» What you are asked to do
Whenever the word "SocketAddr" turns up in a line of the data below, copy that line.

» Given records

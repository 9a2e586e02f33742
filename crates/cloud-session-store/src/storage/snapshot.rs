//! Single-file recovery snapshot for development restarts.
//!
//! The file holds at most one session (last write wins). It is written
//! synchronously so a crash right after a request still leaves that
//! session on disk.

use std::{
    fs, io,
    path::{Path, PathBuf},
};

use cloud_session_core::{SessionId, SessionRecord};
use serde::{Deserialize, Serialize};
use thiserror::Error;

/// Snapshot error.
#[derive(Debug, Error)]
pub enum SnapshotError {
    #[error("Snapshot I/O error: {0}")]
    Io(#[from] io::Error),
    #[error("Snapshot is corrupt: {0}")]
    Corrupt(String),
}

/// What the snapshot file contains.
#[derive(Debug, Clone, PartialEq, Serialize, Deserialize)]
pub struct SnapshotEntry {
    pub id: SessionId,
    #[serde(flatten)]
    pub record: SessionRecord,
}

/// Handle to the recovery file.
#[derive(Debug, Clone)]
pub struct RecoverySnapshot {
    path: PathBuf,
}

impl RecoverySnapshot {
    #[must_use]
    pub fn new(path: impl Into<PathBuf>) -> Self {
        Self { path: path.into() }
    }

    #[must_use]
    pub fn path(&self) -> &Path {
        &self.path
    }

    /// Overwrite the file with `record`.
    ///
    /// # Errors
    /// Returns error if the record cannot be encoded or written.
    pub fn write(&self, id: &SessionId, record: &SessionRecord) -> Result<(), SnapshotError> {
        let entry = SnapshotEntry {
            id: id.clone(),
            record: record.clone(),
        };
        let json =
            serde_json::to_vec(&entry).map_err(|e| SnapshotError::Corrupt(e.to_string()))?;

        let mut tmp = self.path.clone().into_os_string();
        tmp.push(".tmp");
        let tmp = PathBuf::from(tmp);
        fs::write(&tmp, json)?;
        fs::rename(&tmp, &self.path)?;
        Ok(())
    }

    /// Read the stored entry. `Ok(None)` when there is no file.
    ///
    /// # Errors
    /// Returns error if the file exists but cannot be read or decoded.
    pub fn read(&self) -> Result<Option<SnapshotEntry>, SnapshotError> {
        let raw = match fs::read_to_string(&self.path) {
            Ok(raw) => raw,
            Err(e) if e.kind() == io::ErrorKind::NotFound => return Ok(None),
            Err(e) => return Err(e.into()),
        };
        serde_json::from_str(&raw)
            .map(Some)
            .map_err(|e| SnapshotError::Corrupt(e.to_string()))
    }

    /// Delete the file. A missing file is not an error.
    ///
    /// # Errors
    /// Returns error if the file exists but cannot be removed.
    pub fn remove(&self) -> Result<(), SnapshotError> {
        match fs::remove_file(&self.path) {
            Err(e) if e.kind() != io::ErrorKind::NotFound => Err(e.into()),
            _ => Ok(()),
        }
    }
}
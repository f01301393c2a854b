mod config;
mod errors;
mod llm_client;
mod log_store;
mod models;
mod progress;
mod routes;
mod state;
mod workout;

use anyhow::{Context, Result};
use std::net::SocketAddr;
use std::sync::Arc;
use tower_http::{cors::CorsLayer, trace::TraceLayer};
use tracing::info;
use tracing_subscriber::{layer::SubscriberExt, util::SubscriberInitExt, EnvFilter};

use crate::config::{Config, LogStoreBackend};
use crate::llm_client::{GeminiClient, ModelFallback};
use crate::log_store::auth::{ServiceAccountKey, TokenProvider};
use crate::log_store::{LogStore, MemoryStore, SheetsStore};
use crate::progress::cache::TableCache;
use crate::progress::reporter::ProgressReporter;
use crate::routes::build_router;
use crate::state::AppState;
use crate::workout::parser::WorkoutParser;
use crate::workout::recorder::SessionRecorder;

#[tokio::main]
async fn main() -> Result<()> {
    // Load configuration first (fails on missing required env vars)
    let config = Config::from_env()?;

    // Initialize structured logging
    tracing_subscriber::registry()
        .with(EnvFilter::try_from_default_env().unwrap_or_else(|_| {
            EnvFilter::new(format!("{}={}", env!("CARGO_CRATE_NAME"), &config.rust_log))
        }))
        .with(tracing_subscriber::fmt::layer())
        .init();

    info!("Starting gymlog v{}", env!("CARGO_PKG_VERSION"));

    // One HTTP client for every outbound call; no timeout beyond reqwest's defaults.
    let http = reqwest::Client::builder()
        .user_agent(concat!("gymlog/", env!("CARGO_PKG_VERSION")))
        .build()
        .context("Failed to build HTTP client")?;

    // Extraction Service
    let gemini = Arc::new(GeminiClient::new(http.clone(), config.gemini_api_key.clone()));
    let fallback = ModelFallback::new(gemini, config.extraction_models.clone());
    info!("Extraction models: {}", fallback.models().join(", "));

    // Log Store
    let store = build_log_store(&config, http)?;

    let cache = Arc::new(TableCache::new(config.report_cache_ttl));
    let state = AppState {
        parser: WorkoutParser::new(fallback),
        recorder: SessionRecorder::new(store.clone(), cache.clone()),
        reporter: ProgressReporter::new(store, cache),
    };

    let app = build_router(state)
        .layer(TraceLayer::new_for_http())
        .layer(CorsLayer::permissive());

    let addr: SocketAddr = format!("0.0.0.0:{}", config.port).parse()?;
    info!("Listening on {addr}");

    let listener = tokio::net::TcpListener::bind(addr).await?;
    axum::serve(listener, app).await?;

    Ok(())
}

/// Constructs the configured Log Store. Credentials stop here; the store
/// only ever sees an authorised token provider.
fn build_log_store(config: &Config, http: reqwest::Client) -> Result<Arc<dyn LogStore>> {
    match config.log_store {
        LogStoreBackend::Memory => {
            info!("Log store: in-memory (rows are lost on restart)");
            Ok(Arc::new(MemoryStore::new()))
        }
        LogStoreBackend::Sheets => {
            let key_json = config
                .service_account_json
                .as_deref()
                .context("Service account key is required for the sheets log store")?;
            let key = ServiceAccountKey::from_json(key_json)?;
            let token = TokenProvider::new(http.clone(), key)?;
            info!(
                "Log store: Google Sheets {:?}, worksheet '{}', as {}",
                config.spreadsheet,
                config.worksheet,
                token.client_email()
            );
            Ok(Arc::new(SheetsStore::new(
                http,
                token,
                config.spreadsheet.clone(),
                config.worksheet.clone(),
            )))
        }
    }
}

» Written response
use std::net::SocketAddr;
    let addr: SocketAddr = format!("0.0.0.0:{}", config.port).parse()?;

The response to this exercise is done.